# What is being asked:
Look for the word "leftovers" in the records, and copy each line where it appears.

# Stored items:

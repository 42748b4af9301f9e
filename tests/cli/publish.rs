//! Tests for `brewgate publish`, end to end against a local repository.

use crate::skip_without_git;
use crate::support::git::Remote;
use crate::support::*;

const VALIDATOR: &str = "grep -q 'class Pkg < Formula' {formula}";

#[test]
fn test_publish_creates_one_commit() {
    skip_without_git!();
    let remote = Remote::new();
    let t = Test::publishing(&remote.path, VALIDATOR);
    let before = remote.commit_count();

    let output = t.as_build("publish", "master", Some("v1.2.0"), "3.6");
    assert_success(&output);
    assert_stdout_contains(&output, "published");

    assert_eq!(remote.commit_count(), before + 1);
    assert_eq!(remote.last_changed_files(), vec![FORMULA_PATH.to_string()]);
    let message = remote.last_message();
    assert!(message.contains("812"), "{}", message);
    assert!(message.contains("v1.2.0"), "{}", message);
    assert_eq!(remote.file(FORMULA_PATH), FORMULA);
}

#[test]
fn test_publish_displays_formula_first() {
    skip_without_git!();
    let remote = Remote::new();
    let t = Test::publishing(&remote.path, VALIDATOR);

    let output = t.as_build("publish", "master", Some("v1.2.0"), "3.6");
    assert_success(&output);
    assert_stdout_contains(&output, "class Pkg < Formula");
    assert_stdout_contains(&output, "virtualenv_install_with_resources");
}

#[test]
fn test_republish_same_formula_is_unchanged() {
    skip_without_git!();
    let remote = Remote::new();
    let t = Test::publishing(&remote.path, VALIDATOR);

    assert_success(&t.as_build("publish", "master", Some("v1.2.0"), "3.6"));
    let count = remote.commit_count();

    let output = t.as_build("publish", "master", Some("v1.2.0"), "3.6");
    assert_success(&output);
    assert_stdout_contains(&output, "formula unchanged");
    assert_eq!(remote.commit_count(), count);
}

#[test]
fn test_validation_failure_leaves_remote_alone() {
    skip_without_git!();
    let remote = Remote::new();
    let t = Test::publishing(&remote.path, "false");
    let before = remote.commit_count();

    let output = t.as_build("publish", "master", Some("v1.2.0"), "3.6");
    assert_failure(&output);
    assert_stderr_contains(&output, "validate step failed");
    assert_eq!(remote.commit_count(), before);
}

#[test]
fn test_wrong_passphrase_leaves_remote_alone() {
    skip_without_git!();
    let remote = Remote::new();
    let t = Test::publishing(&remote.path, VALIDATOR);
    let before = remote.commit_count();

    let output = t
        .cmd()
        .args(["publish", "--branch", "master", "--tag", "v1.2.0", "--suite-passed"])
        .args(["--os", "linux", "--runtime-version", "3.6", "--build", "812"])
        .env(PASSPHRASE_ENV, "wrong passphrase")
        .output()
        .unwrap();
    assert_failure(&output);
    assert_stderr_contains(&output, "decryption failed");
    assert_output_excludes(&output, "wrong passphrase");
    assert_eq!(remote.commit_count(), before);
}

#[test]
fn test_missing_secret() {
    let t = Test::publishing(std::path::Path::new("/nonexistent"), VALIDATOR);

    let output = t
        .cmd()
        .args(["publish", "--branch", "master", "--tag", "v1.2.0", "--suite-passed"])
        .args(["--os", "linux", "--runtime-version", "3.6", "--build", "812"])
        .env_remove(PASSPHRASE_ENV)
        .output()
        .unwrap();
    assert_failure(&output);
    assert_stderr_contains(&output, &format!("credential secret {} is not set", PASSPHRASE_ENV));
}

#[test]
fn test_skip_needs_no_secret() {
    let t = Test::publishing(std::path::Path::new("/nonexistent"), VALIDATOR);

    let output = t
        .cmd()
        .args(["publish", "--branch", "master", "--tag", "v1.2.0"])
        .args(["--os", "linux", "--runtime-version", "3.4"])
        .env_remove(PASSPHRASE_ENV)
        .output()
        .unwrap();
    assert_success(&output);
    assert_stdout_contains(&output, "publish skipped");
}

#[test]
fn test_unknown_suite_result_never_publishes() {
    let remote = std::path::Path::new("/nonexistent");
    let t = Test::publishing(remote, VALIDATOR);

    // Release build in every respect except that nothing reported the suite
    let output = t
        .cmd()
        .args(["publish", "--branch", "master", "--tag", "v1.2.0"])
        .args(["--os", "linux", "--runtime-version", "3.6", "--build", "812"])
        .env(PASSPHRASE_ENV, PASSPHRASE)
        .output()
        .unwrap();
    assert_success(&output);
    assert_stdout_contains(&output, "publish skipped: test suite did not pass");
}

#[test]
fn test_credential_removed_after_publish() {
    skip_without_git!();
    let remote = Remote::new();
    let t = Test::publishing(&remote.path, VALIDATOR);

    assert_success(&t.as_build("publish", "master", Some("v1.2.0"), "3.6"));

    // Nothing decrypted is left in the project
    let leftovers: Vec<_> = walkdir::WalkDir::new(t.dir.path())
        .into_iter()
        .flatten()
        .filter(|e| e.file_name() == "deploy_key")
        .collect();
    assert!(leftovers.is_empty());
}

# Task answer:
    let leftovers: Vec<_> = walkdir::WalkDir::new(t.dir.path())
    assert!(leftovers.is_empty());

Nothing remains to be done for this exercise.